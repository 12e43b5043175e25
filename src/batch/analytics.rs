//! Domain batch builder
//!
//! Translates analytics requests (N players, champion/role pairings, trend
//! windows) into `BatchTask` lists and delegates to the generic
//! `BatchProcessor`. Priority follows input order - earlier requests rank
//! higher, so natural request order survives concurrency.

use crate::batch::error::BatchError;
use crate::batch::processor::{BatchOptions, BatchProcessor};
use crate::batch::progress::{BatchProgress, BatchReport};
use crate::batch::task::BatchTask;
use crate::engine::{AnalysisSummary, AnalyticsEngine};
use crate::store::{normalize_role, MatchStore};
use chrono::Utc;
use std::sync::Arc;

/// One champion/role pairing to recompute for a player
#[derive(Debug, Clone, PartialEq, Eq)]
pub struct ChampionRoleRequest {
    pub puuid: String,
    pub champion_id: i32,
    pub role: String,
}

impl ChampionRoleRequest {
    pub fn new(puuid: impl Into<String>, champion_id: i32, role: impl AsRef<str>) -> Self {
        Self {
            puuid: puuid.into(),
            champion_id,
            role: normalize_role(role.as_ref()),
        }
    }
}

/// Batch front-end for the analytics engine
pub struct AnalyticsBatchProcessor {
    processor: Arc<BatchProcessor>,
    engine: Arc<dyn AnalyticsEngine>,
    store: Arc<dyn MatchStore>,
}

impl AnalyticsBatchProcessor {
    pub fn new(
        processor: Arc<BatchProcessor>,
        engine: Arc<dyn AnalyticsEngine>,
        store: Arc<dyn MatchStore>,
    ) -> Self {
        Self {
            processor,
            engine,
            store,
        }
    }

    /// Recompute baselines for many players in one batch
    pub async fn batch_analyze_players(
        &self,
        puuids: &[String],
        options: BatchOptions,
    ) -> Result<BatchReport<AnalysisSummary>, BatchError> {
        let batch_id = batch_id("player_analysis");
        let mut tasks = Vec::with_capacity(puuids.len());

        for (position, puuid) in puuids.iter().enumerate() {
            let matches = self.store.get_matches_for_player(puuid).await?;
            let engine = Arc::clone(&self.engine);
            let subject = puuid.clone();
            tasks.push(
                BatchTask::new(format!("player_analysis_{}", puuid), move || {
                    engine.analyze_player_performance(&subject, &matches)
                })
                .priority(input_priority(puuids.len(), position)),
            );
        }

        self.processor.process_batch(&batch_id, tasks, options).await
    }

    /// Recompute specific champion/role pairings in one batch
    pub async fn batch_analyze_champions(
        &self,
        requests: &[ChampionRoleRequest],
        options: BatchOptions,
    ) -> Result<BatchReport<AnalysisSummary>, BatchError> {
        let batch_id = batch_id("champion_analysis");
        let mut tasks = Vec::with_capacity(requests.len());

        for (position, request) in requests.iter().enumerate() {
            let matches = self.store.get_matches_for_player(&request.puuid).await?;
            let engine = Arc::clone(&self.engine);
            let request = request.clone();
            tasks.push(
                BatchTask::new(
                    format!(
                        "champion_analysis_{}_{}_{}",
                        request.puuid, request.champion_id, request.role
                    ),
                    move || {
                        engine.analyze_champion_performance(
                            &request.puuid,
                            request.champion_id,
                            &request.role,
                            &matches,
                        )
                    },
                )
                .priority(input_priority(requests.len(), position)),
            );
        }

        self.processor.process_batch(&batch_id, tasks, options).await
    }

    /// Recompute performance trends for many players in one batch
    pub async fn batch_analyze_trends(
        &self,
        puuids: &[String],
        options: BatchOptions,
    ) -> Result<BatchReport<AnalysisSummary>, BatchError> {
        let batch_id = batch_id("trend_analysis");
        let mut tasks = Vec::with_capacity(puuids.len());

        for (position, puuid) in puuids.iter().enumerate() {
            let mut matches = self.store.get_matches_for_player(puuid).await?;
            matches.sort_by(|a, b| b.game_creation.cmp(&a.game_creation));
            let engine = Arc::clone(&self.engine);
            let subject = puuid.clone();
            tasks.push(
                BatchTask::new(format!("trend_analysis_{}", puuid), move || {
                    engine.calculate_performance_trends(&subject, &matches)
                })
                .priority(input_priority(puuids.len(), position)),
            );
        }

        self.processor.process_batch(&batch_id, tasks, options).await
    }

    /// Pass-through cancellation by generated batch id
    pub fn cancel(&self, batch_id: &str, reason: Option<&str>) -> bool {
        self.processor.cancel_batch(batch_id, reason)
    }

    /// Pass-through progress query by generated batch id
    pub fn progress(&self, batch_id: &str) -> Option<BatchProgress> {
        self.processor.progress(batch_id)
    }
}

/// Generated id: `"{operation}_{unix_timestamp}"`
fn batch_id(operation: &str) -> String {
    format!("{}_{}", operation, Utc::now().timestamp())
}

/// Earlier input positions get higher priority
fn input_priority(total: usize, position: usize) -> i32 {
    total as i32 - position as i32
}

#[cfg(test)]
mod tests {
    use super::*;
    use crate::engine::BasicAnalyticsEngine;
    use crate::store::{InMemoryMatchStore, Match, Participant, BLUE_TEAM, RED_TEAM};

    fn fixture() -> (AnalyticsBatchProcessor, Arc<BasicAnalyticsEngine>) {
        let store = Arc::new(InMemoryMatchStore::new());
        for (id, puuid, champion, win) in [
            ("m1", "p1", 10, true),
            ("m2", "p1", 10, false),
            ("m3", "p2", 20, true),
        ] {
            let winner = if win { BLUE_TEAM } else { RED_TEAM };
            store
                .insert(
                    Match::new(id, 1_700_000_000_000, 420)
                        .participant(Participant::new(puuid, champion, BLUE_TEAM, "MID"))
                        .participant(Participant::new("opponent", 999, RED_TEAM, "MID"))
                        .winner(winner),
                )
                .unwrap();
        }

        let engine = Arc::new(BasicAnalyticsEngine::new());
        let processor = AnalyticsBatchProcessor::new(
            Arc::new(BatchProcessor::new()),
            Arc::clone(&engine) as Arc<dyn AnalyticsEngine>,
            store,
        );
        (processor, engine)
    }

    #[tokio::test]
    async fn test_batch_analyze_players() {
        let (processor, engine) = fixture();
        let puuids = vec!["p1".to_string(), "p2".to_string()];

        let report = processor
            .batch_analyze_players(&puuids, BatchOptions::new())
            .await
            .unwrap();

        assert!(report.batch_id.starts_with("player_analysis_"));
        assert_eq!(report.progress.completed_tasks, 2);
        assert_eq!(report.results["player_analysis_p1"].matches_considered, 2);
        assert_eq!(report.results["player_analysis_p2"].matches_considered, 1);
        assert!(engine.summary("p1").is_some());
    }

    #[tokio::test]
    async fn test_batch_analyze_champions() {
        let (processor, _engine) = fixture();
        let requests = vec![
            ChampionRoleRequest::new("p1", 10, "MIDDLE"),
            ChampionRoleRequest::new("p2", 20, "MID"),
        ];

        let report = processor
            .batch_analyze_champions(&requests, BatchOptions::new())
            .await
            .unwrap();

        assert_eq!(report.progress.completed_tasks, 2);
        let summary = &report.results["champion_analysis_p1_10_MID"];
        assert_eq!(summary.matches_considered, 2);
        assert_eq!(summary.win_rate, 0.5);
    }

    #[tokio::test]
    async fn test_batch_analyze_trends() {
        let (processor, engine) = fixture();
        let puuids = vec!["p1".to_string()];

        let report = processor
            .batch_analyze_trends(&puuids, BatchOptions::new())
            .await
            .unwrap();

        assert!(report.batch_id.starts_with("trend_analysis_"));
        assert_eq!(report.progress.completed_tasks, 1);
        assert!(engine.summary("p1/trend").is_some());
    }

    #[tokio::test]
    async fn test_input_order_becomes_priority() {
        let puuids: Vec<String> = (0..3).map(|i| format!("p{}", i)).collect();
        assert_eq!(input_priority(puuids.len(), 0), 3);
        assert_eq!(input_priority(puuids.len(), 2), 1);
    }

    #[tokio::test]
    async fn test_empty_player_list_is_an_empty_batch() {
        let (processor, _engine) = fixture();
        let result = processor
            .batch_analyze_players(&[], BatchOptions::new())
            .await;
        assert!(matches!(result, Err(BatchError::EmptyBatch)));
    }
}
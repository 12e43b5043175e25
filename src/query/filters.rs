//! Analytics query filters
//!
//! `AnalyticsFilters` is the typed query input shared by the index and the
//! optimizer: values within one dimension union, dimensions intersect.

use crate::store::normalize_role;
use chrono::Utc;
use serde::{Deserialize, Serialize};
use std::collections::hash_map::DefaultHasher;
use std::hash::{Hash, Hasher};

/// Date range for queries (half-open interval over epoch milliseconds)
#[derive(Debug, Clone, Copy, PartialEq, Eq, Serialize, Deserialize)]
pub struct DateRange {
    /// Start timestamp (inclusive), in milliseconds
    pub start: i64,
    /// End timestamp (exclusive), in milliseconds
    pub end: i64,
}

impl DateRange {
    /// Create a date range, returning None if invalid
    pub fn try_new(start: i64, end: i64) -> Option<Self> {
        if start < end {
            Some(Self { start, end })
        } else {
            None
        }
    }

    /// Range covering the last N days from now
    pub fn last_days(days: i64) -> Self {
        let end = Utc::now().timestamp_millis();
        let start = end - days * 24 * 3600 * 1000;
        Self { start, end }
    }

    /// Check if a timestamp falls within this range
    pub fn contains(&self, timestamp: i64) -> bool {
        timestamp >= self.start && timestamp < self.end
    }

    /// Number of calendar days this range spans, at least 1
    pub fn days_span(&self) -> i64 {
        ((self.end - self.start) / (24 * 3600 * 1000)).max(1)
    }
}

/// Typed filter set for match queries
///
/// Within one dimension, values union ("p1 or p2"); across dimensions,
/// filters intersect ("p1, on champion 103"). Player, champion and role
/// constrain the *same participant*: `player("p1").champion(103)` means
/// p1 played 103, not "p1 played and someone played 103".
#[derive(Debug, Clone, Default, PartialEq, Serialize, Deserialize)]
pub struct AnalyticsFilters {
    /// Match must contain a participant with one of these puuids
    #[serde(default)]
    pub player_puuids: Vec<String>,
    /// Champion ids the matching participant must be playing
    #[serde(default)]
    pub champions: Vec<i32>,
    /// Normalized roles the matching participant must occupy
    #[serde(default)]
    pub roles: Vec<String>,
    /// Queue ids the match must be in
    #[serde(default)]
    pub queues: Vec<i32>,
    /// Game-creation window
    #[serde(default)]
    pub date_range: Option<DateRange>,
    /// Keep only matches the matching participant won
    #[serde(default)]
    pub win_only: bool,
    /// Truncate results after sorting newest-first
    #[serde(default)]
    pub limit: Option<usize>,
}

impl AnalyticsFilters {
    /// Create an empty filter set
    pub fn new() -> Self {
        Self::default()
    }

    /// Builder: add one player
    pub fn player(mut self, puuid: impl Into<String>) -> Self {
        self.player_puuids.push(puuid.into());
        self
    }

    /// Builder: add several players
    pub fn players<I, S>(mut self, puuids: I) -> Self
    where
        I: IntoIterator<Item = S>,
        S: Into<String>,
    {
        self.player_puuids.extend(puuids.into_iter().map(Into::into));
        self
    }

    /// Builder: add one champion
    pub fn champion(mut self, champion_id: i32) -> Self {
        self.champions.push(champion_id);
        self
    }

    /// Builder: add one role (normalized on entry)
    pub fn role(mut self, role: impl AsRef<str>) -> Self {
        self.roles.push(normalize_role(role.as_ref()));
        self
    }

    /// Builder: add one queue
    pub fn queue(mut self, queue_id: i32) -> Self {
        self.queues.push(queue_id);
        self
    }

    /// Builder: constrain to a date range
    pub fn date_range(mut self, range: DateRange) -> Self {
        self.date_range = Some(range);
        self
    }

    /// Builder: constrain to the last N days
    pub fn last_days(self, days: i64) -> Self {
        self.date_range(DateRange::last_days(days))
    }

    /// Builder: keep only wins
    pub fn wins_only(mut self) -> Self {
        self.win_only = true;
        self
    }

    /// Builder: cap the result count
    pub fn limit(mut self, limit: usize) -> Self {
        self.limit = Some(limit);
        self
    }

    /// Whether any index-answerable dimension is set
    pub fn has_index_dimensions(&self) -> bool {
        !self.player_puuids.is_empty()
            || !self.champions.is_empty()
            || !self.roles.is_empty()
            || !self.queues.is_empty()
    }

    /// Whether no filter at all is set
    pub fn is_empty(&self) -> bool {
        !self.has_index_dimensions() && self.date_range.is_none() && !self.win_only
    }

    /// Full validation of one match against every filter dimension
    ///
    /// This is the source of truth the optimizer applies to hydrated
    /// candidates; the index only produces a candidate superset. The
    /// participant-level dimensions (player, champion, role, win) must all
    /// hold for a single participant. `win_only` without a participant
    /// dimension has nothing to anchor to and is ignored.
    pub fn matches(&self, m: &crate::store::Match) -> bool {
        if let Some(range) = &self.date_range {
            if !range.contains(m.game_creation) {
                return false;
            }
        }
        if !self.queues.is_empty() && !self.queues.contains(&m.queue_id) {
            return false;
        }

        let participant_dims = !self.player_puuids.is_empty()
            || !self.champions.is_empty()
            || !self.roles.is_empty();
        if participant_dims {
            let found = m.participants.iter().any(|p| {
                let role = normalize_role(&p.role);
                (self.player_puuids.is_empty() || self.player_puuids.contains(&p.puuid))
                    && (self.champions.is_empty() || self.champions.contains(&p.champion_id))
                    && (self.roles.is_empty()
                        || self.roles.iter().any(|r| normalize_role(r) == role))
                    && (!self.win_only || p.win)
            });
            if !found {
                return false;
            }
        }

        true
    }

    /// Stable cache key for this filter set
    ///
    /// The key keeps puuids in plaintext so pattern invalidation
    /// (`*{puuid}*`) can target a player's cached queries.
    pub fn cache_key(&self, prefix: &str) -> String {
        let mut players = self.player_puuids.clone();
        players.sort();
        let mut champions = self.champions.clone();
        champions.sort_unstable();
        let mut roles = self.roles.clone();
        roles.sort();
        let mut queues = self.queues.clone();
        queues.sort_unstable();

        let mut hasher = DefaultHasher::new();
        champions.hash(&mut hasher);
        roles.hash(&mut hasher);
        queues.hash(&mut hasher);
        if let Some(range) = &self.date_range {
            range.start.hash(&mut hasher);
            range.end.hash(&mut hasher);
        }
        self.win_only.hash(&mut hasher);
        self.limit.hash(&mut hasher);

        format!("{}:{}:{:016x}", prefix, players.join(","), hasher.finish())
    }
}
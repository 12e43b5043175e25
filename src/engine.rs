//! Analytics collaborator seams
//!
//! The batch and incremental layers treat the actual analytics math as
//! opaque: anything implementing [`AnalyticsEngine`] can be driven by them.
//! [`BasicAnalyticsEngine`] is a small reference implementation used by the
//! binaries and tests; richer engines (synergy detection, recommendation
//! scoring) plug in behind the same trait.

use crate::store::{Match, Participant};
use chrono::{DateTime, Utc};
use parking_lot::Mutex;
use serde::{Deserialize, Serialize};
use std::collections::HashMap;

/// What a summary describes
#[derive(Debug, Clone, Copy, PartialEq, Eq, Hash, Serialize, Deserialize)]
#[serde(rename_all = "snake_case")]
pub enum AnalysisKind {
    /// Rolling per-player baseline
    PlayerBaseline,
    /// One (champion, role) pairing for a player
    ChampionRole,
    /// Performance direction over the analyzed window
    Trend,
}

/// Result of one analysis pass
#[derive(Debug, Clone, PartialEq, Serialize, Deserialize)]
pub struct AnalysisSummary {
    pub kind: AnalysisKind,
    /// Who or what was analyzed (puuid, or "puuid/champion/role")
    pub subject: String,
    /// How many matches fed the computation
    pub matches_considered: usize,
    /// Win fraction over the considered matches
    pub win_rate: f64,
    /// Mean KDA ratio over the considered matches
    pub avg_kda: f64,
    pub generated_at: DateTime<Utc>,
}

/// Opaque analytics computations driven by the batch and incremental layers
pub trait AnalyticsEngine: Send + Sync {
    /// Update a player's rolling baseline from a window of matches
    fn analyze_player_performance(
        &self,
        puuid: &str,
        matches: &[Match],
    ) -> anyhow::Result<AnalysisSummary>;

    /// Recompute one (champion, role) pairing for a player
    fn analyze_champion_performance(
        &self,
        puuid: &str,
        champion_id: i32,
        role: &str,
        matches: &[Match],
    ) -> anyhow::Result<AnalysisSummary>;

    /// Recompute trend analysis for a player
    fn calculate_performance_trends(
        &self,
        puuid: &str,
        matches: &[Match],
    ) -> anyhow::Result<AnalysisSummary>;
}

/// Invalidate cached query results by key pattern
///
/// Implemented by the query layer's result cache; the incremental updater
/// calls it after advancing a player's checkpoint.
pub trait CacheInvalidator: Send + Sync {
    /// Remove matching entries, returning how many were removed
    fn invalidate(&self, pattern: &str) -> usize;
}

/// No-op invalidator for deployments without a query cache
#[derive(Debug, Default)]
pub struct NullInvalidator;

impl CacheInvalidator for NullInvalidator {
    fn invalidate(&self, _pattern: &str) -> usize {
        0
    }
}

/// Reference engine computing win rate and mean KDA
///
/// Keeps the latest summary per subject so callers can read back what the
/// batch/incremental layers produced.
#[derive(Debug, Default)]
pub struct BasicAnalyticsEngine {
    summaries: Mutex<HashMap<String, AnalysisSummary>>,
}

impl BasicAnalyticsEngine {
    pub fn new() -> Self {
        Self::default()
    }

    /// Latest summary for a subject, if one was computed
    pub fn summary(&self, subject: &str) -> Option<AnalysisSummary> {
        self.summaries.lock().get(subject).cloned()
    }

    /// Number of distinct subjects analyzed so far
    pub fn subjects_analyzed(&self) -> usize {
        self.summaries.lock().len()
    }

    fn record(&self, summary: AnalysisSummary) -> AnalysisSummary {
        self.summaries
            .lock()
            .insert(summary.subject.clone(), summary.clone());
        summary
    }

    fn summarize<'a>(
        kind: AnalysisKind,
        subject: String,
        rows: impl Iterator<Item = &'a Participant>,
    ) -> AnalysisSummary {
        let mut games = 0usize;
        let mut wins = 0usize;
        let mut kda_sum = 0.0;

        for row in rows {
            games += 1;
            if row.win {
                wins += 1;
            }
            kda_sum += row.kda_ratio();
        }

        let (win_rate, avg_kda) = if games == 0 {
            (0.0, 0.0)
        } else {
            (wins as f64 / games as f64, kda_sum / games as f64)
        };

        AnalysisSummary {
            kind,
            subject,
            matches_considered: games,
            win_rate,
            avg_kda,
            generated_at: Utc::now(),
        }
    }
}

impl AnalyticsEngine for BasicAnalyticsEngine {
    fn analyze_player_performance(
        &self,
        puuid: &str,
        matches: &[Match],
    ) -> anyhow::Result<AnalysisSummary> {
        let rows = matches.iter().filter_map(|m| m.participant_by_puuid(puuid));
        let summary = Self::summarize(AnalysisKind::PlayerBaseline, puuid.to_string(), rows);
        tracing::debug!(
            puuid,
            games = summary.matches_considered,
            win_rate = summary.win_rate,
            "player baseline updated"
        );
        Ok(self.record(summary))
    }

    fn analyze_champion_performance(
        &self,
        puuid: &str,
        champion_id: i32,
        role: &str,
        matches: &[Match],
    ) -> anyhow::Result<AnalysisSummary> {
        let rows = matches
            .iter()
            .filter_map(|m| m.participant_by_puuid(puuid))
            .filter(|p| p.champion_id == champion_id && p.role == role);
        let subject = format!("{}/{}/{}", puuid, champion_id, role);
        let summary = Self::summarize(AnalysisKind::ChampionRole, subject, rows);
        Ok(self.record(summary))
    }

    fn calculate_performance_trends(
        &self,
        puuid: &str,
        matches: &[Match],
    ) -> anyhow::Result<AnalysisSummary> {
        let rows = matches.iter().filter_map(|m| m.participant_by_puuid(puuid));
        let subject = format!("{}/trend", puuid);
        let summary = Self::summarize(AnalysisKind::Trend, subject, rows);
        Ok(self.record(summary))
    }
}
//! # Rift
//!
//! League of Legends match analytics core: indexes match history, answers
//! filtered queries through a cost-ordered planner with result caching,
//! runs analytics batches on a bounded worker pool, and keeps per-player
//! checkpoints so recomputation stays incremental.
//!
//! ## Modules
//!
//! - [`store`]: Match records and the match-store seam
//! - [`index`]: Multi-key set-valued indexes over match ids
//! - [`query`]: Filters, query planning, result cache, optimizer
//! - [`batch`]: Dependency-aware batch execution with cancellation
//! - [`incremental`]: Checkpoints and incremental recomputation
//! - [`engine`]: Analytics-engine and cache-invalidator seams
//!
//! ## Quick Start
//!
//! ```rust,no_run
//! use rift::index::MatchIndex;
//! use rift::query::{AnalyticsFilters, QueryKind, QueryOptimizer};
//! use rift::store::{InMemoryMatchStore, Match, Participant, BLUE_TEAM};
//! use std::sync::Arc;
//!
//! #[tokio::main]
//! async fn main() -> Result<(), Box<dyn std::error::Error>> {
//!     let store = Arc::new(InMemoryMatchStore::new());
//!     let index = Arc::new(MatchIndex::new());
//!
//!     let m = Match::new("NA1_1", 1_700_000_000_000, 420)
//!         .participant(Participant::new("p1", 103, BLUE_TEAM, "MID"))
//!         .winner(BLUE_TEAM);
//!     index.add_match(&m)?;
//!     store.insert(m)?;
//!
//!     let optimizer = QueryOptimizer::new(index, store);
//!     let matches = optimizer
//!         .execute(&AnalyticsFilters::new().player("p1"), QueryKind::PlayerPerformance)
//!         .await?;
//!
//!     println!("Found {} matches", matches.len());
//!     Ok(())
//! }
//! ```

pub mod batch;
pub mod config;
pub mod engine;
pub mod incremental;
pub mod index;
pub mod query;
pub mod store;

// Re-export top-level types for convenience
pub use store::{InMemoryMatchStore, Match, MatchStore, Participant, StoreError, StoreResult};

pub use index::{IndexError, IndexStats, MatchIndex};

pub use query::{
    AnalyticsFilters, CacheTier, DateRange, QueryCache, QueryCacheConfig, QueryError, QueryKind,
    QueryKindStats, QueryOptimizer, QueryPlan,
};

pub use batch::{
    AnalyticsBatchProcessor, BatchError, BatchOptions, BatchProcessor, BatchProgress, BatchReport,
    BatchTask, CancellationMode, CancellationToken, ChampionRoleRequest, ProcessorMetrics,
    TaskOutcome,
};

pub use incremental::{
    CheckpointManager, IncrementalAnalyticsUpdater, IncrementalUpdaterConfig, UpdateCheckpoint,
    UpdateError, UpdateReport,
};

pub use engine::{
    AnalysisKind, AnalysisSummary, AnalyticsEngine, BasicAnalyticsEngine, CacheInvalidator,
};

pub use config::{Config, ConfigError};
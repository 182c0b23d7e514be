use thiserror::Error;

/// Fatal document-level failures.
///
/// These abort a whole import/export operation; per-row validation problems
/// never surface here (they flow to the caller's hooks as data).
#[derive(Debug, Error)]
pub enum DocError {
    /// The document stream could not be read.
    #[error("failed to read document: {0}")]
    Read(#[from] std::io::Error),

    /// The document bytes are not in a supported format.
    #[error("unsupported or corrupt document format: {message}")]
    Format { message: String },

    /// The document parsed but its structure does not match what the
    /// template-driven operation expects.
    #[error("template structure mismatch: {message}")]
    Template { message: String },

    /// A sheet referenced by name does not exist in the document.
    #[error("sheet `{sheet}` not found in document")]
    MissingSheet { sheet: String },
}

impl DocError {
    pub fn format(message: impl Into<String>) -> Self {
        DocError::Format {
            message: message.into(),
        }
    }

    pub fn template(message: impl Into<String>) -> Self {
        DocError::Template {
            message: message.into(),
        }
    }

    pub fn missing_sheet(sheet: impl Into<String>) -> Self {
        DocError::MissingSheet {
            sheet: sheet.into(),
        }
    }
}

────

→ About this task
Lines holding the string "Number" are the answer; copy each one from the listing above.

→ Exercise output
    /// Number of calendar days this range spans, at least 1
    /// Number of distinct subjects analyzed so far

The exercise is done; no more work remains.